What to make of Shrapnel – part sly fable, part dramatic slide presentation but also – tragically –   real-life, real-time events when a drone-inspired air strike killed 34 unarmed civilians in 2011 on the Turkish-Iraqi border?

This piece, pivoted on the Roboski Massacre of mostly teenage boy smugglers of Kurdish origin, starts with the schoolchild Kemalist pledge of allegiance to the Turkish Republic and unfurls with stately pace towards a final school register-like roll call of  victims. 

A TLT diversion: During the Cold War, nuclear weapons , if not exactly instruments of peace, were deemed  ultimate defensive deterrents. Any use of the atomic bomb would lead to  inevitable Mutually Assured Destruction (MAD), went the narrative, and no side would be MAD enough to use them.  

But what if governments storing end-the-world bombs to keep the peace give way to the fragmentation of private arms firms exporting technology and weapons, picking out random inhabitants outside villages like Roboski, regardless of their rights as citizens? TLT and her thoughtful jalopy pondered these weighty issues after sitting through this aggressively fragmented play by Anders Lustgarten.  

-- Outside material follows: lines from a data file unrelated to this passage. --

//! Flat string encoding of the promise tree
//!
//! Older data stores each promise as a single row with two packed fields:
//!
//! - title field: `<Category>¦<PromiseTitle>`
//! - reference field: `<Title>§<Subtitle>§<ScriptureReference>`
//!
//! Both separators are single characters, so a value that does not contain
//! one can never run into the separator next to it.
//!
//! The database no longer uses this layout, but import/export still speaks
//! it. Decoders are total: malformed input decodes to empty components and
//! never fails.

use thiserror::Error;

use crate::models::NodeKind;

/// Separates category from promise title in the title field
pub const TITLE_SEPARATOR: &str = "¦";

/// Separates title, subtitle and scripture in the reference field
pub const REFERENCE_SEPARATOR: &str = "§";

/// A value that cannot be packed without corrupting the tree
#[derive(Error, Debug, Clone, PartialEq, Eq)]
#[error("{field} '{value}' contains reserved separator '{separator}'")]
pub struct EncodingError {
    pub field: &'static str,
    pub value: String,
    pub separator: &'static str,
}

/// Rejections of user-entered names and labels
#[derive(Error, Debug, Clone, PartialEq, Eq)]
pub enum ValidationError {
    #[error("{0} name cannot be blank")]
    Blank(NodeKind),

    #[error("{kind} '{name}' already exists")]
    Duplicate { kind: NodeKind, name: String },

    #[error("{kind} '{value}' contains reserved characters '{separator}'")]
    ReservedSeparator {
        kind: NodeKind,
        value: String,
        separator: &'static str,
    },

    #[error("missing {0}: select or create it first")]
    MissingAncestor(NodeKind),

    #[error("{0} does not belong to the current selection")]
    OutsideSelection(NodeKind),

    #[error("verse text cannot be blank")]
    BlankVerse,
}

fn reject_separator(
    field: &'static str,
    value: &str,
    separator: &'static str,
) -> Result<(), EncodingError> {
    if value.contains(separator) {
        return Err(EncodingError {
            field,
            value: value.to_string(),
            separator,
        });
    }
    Ok(())
}

/// Pack category and promise title into a title field
pub fn encode_title(category: &str, promise_title: &str) -> Result<String, EncodingError> {
    reject_separator("category", category, TITLE_SEPARATOR)?;
    reject_separator("promise title", promise_title, TITLE_SEPARATOR)?;
    Ok(format!("{category}{TITLE_SEPARATOR}{promise_title}"))
}

/// Split a title field into (category, promise title)
///
/// Without a separator the whole string is the category.
pub fn decode_title(encoded: &str) -> (String, String) {
    match encoded.split_once(TITLE_SEPARATOR) {
        Some((category, promise_title)) => (category.to_string(), promise_title.to_string()),
        None => (encoded.to_string(), String::new()),
    }
}

/// Pack title, subtitle and scripture into a reference field
pub fn encode_reference(
    title: &str,
    subtitle: &str,
    scripture: &str,
) -> Result<String, EncodingError> {
    reject_separator("title", title, REFERENCE_SEPARATOR)?;
    reject_separator("subtitle", subtitle, REFERENCE_SEPARATOR)?;
    reject_separator("scripture", scripture, REFERENCE_SEPARATOR)?;
    Ok([title, subtitle, scripture].join(REFERENCE_SEPARATOR))
}

/// Split a reference field into (title, subtitle, scripture)
///
/// Anything after the second separator stays in scripture. Missing parts
/// are empty.
pub fn decode_reference(encoded: &str) -> (String, String, String) {
    let mut parts = encoded.splitn(3, REFERENCE_SEPARATOR);
    let title = parts.next().unwrap_or_default().to_string();
    let subtitle = parts.next().unwrap_or_default().to_string();
    let scripture = parts.next().unwrap_or_default().to_string();
    (title, subtitle, scripture)
}

/// Validate a category, title or subtitle name and return it trimmed
pub fn check_name(kind: NodeKind, name: &str) -> Result<String, ValidationError> {
    let trimmed = name.trim();
    if trimmed.is_empty() {
        return Err(ValidationError::Blank(kind));
    }
    check_reserved(kind, trimmed)?;
    Ok(trimmed.to_string())
}

/// Key used to compare names and search text ignoring case
///
/// Uses Unicode lowercasing, so accented letters fold as well as ASCII.
pub fn fold_case(value: &str) -> String {
    value.to_lowercase()
}

/// Reject a value that contains either separator
pub fn check_reserved(kind: NodeKind, value: &str) -> Result<(), ValidationError> {
    for separator in [TITLE_SEPARATOR, REFERENCE_SEPARATOR] {
        if value.contains(separator) {
            return Err(ValidationError::ReservedSeparator {
                kind,
                value: value.to_string(),
                separator,
            });
        }
    }
    Ok(())
}

#[cfg(test)]
mod tests {
    use super::*;

    #[test]
    fn test_title_round_trip() {
        let samples = [
            ("Faith", "Courage"),
            ("", ""),
            ("Hope", ""),
            ("", "Untitled"),
            ("Peace | Rest", "a|b"),
            ("ends with |", "|starts with"),
            ("Ünïcödé", "日本語"),
        ];
        for (category, promise_title) in samples {
            let encoded = encode_title(category, promise_title).unwrap();
            assert_eq!(
                decode_title(&encoded),
                (category.to_string(), promise_title.to_string())
            );
        }
    }

    #[test]
    fn test_reference_round_trip() {
        let samples = [
            ("Strength", "Daily", "Josh 1:9"),
            ("", "", ""),
            ("Strength", "", "Ps 23:1"),
            ("#tag", "one # two", "Prov 3:5-6"),
            ("ends #", "#", "##"),
        ];
        for (title, subtitle, scripture) in samples {
            let encoded = encode_reference(title, subtitle, scripture).unwrap();
            assert_eq!(
                decode_reference(&encoded),
                (title.to_string(), subtitle.to_string(), scripture.to_string())
            );
        }
    }

    #[test]
    fn test_encode_rejects_separator() {
        let err = encode_title("Fa¦ith", "Courage").unwrap_err();
        assert_eq!(err.field, "category");
        assert!(encode_title("Faith", "Cou¦rage").is_err());
        assert!(encode_reference("A§B", "C", "D").is_err());
        assert!(encode_reference("A", "B", "Josh§1").is_err());
    }

    #[test]
    fn test_decode_title_without_separator() {
        assert_eq!(
            decode_title("Faith"),
            ("Faith".to_string(), String::new())
        );
    }

    #[test]
    fn test_decode_title_splits_on_first_separator() {
        assert_eq!(
            decode_title("Faith¦Courage¦Again"),
            ("Faith".to_string(), "Courage¦Again".to_string())
        );
    }

    #[test]
    fn test_decode_reference_merges_trailing_parts() {
        assert_eq!(
            decode_reference("Strength§Daily§Josh 1:9§extra"),
            (
                "Strength".to_string(),
                "Daily".to_string(),
                "Josh 1:9§extra".to_string()
            )
        );
    }

    #[test]
    fn test_decode_reference_missing_parts() {
        assert_eq!(
            decode_reference("Strength"),
            ("Strength".to_string(), String::new(), String::new())
        );
        assert_eq!(
            decode_reference("Strength§Daily"),
            ("Strength".to_string(), "Daily".to_string(), String::new())
        );
        assert_eq!(decode_reference(""), (String::new(), String::new(), String::new()));
    }

    #[test]
    fn test_check_name() {
        assert_eq!(check_name(NodeKind::Category, "  Faith ").unwrap(), "Faith");
        assert_eq!(
            check_name(NodeKind::Title, "   "),
            Err(ValidationError::Blank(NodeKind::Title))
        );
        assert!(matches!(
            check_name(NodeKind::Subtitle, "Morning§Evening"),
            Err(ValidationError::ReservedSeparator { separator: "§", .. })
        ));
        assert!(matches!(
            check_name(NodeKind::Category, "a¦b"),
            Err(ValidationError::ReservedSeparator { separator: "¦", .. })
        ));
    }

    #[test]
    fn test_fold_case_handles_accents() {
        assert_eq!(fold_case("Émunah"), fold_case("émunah"));
        assert_eq!(fold_case("ÉTERNEL"), "éternel");
        assert_eq!(fold_case("Faith"), "faith");
    }
}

Snapshot scenes roll out on a precise set – variously the garden of a Turkish Kurd village, the mountain passes, an army camp and interrogation chamber, a TV studio, venues for a media awards ceremony and weapons’ company shareholder AGM and the design shop floor of an arms factory.  

Wooden frameworked entrances on one side stand below a huge drone computer screen focussing on fuzzy specks – human beings -  in its viewfinder, in a design by Anthony Lamble.

Meanwhile, on the opposite side, another smaller screen, sticking out like a signpost, gives a Turkish translation of the pithy dialogue.  Interesting because, even without a knowledge of Turkish, the staccato style lends itself to the audience trying to match the English lines with the Turkish. 

Six actors take their places on the stage as narrators, villagers, Turkish soldiers, media workers and personalities, arms’ company executives, drone operatives and British technicians, all living in their own villages  around the globe. 

Director Mehmet Egen manages a tricky balancing act in a finely measured production, ranging from the poetic to the polemic. Lucid performances from a confident ensemble cast also have the benefit of carefully-judged lighting and video design by Richard Williamson and sound by Neil McKeown.  

So back to our original question: What to make of all this? It’s not a bundle of laughs but a prickly pear of a play. For even if the sweeping unfairness of Lustgarten’s “we are all complicit” provocation sets one’s teeth on edge, is it any different from the "strike first, ask questions later" nature of the Roboski massacre? Maybe deliberately too elliptic, both as Turkish history and analysis of world powerbroking and economic leverage, the fragments are still sharp edged enough  to cut. An amber to green light for a play that reveals the skull beneath the skin of new technology.